When Occupiers come out of hibernation (certainly before this issue is back from the printer), I’d like to participate in a rejuvenated momentum of reclaiming more than just public space, valuable as that is for showcasing various symptoms of capitalism in crisis. Setting up camps in plazas and parks means that most #Occupies kettled themselves; people serious about opposing the ruling class and their mercenaries need to think more strategically, and shouldn’t give the cops and politicians any voluntary assistance. Taking over buildings and other defensible spaces is definitely on the agenda.
I’d like to see more anarchists come out as anarchists (the “Demystifying Anarchism” flyer was a good beginning) to explain why we use horizontal forms of organizing and decision making, if only to help to counter the machinations of bureaucrats and identity politicians. Hierarchs don’t like being forced to use those forms, and will do anything they can to bypass them whenever possible, using any number of excuses.

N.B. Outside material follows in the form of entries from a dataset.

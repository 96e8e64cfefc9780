//! Execution status recording.
//!
//! After the tool has run, every (server, software) pair in the plan gets
//! exactly one status write. Pairs without a reported outcome are recorded as
//! failures. A failed write is collected and the sweep carries on.

use crate::plan::RunPlan;
use crate::tool::ToolReport;
use inventory::{InstallStatus, InstallStatusRecord, RecordStore};

/// A status write that did not reach the store.
#[derive(Debug)]
pub struct StatusWriteError {
    pub instance_id: String,
    pub server_name: String,
    pub software: String,
    pub error: inventory::Error,
}

/// Recorded outcome of one pair.
#[derive(Debug, Clone, PartialEq, Eq)]
pub struct PairResult {
    pub server_name: String,
    pub instance_id: String,
    pub software: String,
    pub status: InstallStatus,
}

/// Result of one recording sweep.
#[derive(Debug, Default)]
pub struct RecordSummary {
    pub results: Vec<PairResult>,
    pub write_errors: Vec<StatusWriteError>,
}

impl RecordSummary {
    pub fn succeeded(&self) -> usize {
        self.results.iter().filter(|r| r.status.is_success()).count()
    }

    pub fn failed(&self) -> usize {
        self.results.len() - self.succeeded()
    }

    /// Every write reached the store.
    pub fn is_clean(&self) -> bool {
        self.write_errors.is_empty()
    }

    /// Results for one server, in plan order.
    pub fn for_server<'a>(&'a self, instance_id: &'a str) -> impl Iterator<Item = &'a PairResult> {
        self.results
            .iter()
            .filter(move |r| r.instance_id == instance_id)
    }
}

/// Write one status record per planned pair.
///
/// `report` is `None` when the tool invocation failed outright; every pair is
/// then recorded as a failure.
pub fn record_outcomes<S: RecordStore + ?Sized>(
    store: &S,
    plan: &RunPlan,
    report: Option<&ToolReport>,
) -> RecordSummary {
    let mut summary = RecordSummary::default();

    for (server, software) in plan.pairs() {
        let status = report
            .and_then(|r| r.outcome(&server.server_name, software))
            .unwrap_or(InstallStatus::Failure);

        let record = InstallStatusRecord::now(&server.instance_id, software, status);
        match store.put_status(&record) {
            Ok(()) => log::debug!("Recorded {} = {status}", record.key()),
            Err(error) => {
                log::warn!("Failed to record {}: {error}", record.key());
                summary.write_errors.push(StatusWriteError {
                    instance_id: server.instance_id.clone(),
                    server_name: server.server_name.clone(),
                    software: software.to_string(),
                    error,
                });
            }
        }

        summary.results.push(PairResult {
            server_name: server.server_name.clone(),
            instance_id: server.instance_id.clone(),
            software: software.to_string(),
            status,
        });
    }

    summary
}

// ============================================================================
// Tests
// ============================================================================

#[cfg(test)]
mod tests {
    use super::*;
    use crate::catalog::Catalog;
    use crate::plan::RunPlanBuilder;
    use inventory::{MemoryStore, OsType, ServerRecord};

    fn server(id: &str, name: &str) -> ServerRecord {
        ServerRecord {
            instance_id: id.into(),
            server_name: name.into(),
            region: "ap-south-1".into(),
            os_type: OsType::Debian,
            transport_log_bucket: None,
        }
    }

    fn plan() -> RunPlan {
        let catalog = Catalog::from_names(["docker", "nginx"]);
        let mut builder = RunPlanBuilder::new(&catalog);
        builder.add(&server("i-1", "web-1"), "docker, nginx").unwrap();
        builder.add(&server("i-2", "web-2"), "nginx").unwrap();
        builder.build()
    }

    /// Store that refuses status writes for one software item.
    struct FlakyStore {
        inner: MemoryStore,
        reject: &'static str,
    }

    impl RecordStore for FlakyStore {
        fn get_server(&self, id: &str) -> inventory::Result<Option<ServerRecord>> {
            self.inner.get_server(id)
        }
        fn put_server(&self, record: &ServerRecord) -> inventory::Result<()> {
            self.inner.put_server(record)
        }
        fn list_servers(&self) -> inventory::Result<Vec<ServerRecord>> {
            self.inner.list_servers()
        }
        fn put_status(&self, record: &InstallStatusRecord) -> inventory::Result<()> {
            if record.software_name == self.reject {
                return Err(inventory::Error::store("put_status", record.key(), "throttled"));
            }
            self.inner.put_status(record)
        }
        fn get_status(&self, id: &str, sw: &str) -> inventory::Result<Option<InstallStatusRecord>> {
            self.inner.get_status(id, sw)
        }
        fn list_statuses(&self) -> inventory::Result<Vec<InstallStatusRecord>> {
            self.inner.list_statuses()
        }
    }

    #[test]
    fn test_missing_outcome_is_failure() {
        let store = MemoryStore::new();
        let report = ToolReport::new(Some(0)).with_outcome("web-1", "docker", InstallStatus::Success);

        let summary = record_outcomes(&store, &plan(), Some(&report));

        assert_eq!(summary.succeeded(), 1);
        assert_eq!(summary.failed(), 2);
        assert_eq!(
            store.get_status("i-1", "nginx").unwrap().unwrap().status,
            InstallStatus::Failure
        );
    }

    #[test]
    fn test_no_report_fails_every_pair() {
        let store = MemoryStore::new();
        let summary = record_outcomes(&store, &plan(), None);

        assert_eq!(summary.failed(), 3);
        assert_eq!(store.list_statuses().unwrap().len(), 3);
        assert!(summary.is_clean());
    }

    #[test]
    fn test_write_error_does_not_stop_sweep() {
        let store = FlakyStore {
            inner: MemoryStore::new(),
            reject: "docker",
        };

        let summary = record_outcomes(&store, &plan(), None);

        assert_eq!(summary.write_errors.len(), 1);
        assert_eq!(summary.write_errors[0].software, "docker");
        assert!(!summary.is_clean());
        // both nginx pairs still written
        assert_eq!(store.list_statuses().unwrap().len(), 2);
        assert_eq!(summary.results.len(), 3);
    }

    #[test]
    fn test_for_server() {
        let store = MemoryStore::new();
        let summary = record_outcomes(&store, &plan(), None);
        assert_eq!(summary.for_server("i-1").count(), 2);
        assert_eq!(summary.for_server("i-2").count(), 1);
    }
}
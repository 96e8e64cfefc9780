use colored::{ColoredString, Colorize};
use inventory::InstallStatus;

/// Print an info message
pub fn info(msg: &str) {
    println!("{} {}", "ℹ".blue(), msg);
}

/// Print a success message
pub fn success(msg: &str) {
    println!("{} {}", "✓".green(), msg);
}

/// Print a warning message
pub fn warn(msg: &str) {
    println!("{} {}", "⚠".yellow(), msg);
}

/// Print an error message
pub fn error(msg: &str) {
    eprintln!("{} {}", "✗".red(), msg);
}

/// Print a dim/muted message
pub fn dim(msg: &str) {
    println!("  {}", msg.dimmed());
}

/// Print a header/title
pub fn header(title: &str) {
    println!();
    println!("{}", title.bold());
    println!("{}", "─".repeat(title.chars().count()).dimmed());
}

/// Print a section header
pub fn section(title: &str) {
    println!();
    println!("{}", title.cyan().bold());
}

/// Print a key-value pair
pub fn kv(key: &str, value: &str) {
    println!("  {}: {}", key.dimmed(), value);
}

/// Symbol for an install outcome
pub fn status_mark(status: InstallStatus) -> ColoredString {
    match status {
        InstallStatus::Success => "✓".green(),
        InstallStatus::Failure => "✗".red(),
    }
}

/// `1 server`, `2 servers`
pub fn count(n: usize, noun: &str) -> String {
    if n == 1 {
        format!("{n} {noun}")
    } else {
        format!("{n} {noun}s")
    }
}

// ============================================================================
// Tests
// ============================================================================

I still don’t know what #OO means in terms of lasting anti-capitalist and anti-statist projects, but I know that anarchist-influenced tools and methods have made reluctant and/or accidental radicals out of many. Despite not being shy about pointing out what I consider to be significant shortcomings, most of the observations I’ve been sharing with my friends since early October are notable for their unselfconsciously optimistic tone. There were many moments during my time at the Plaza and at the shutdowns when I was overcome with joy, knowing that I was part of something important; some of those moments brought tears to my eyes. Who could have imagined?